Start of Records to use

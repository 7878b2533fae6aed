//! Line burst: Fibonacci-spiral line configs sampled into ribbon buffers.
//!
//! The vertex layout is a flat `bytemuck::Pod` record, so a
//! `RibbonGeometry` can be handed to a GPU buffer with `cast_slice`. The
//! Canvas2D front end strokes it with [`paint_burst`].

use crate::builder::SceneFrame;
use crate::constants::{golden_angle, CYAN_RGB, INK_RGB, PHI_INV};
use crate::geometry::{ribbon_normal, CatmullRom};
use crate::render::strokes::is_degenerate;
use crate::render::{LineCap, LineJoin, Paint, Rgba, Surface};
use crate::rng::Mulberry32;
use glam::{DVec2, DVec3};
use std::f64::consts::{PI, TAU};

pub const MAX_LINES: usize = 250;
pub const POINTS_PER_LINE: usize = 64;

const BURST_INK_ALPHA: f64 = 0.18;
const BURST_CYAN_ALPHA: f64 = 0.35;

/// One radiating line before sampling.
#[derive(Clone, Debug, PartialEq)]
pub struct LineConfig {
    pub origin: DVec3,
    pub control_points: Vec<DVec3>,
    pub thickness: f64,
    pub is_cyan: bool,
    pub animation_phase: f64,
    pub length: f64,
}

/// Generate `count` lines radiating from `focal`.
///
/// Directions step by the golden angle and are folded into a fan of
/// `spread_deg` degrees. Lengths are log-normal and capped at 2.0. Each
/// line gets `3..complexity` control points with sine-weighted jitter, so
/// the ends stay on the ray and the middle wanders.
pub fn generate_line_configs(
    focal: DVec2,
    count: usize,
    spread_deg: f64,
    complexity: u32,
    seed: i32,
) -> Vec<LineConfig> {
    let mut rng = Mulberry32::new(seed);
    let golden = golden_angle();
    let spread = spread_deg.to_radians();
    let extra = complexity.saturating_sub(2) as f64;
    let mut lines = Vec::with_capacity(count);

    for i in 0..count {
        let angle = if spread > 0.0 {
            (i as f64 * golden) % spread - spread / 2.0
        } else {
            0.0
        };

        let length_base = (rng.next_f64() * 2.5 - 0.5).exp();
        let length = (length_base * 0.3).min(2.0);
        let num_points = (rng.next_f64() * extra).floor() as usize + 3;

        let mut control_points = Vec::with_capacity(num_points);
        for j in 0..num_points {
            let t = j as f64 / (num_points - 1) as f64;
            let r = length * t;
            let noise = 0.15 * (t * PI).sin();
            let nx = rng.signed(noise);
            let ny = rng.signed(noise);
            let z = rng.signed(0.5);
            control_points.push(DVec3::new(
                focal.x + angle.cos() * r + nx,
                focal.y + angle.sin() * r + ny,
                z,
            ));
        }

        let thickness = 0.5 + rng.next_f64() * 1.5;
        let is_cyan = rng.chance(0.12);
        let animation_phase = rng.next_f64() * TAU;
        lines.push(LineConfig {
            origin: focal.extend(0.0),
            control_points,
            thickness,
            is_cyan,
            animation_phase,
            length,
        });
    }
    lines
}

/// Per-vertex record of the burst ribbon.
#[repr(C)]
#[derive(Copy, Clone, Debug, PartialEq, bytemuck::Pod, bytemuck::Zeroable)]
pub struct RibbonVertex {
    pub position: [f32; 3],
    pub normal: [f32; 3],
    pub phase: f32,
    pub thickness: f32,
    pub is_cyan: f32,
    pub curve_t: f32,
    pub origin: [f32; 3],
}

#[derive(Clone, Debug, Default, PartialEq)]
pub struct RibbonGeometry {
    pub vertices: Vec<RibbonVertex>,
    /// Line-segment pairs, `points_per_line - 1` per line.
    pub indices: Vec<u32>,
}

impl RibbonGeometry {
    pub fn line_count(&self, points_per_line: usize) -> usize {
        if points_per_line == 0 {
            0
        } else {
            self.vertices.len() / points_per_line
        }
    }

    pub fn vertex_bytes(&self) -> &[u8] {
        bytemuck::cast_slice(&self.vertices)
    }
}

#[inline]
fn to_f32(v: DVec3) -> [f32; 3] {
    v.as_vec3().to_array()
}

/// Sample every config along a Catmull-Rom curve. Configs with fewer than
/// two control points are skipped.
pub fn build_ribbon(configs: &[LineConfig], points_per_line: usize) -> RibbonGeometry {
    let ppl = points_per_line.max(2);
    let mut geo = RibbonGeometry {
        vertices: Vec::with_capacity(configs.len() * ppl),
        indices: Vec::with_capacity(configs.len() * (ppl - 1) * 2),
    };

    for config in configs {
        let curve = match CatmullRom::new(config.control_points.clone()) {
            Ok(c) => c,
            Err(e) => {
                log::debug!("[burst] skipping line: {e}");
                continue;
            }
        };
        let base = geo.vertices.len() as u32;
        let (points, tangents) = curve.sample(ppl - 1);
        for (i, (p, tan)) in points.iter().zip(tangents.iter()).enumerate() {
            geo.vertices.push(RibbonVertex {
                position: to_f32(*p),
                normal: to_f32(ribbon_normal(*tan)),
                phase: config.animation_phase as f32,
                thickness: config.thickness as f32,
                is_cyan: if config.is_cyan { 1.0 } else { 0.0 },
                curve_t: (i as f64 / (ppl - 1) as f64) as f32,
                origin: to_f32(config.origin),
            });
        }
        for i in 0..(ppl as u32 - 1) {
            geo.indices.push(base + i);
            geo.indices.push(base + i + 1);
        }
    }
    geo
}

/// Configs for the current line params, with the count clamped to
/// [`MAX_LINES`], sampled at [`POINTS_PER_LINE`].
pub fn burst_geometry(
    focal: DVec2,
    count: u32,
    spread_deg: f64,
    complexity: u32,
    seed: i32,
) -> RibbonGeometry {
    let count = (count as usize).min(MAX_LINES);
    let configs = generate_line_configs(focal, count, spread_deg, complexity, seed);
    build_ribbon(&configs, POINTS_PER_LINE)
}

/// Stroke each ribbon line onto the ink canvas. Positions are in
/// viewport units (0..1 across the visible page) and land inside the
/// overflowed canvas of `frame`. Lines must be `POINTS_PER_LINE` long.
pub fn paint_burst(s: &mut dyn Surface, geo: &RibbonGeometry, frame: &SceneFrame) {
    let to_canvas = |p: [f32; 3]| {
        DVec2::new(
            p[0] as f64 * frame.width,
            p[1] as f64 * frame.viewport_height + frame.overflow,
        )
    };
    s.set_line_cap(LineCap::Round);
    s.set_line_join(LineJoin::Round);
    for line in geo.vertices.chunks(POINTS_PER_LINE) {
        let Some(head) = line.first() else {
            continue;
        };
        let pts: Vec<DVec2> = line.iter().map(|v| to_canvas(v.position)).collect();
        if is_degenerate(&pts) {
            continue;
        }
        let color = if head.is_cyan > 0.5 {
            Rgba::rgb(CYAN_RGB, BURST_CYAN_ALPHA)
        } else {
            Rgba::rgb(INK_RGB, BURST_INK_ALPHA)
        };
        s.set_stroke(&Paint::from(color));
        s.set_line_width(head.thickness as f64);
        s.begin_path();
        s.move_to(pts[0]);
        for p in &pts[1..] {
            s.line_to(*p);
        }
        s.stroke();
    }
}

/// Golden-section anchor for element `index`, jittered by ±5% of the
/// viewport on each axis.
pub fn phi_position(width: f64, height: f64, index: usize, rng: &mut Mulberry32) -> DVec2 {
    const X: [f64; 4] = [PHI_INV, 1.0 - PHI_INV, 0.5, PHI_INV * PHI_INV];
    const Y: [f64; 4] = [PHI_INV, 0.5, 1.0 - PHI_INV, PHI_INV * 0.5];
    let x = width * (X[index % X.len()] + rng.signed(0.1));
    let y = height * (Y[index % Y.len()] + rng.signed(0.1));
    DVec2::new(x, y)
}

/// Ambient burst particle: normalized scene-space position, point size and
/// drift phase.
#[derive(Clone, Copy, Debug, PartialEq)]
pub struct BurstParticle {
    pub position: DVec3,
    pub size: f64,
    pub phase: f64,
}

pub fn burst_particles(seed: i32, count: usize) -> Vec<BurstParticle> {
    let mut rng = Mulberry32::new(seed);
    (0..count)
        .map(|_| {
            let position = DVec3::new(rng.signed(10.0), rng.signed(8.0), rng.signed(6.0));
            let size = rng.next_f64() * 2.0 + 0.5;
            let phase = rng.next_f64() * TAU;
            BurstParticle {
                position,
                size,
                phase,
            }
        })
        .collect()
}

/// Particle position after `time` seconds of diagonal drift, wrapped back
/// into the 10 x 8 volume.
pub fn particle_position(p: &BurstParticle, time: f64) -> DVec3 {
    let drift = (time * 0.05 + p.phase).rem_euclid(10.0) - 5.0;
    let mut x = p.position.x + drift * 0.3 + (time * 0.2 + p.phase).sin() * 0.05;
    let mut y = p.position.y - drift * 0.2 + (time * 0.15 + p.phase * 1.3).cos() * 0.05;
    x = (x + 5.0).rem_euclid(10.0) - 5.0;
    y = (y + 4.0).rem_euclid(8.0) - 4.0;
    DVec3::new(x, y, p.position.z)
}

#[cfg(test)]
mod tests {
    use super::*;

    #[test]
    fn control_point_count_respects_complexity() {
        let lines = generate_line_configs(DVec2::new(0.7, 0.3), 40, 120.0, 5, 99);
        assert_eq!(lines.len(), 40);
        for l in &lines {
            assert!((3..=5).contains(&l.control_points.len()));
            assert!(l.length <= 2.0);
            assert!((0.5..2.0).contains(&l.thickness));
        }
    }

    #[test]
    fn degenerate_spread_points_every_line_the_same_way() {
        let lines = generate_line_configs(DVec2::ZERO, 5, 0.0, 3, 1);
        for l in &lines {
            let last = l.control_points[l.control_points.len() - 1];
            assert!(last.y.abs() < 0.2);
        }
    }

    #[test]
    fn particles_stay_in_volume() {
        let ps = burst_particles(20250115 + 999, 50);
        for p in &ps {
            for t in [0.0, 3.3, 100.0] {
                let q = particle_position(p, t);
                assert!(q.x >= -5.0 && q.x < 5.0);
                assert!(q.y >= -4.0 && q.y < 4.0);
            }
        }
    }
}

End of Records to use

_What is expected_
Where does the word "Round" occur in the records? Return every line that holds it.

_Result below_
    s.set_line_cap(LineCap::Round);
    s.set_line_join(LineJoin::Round);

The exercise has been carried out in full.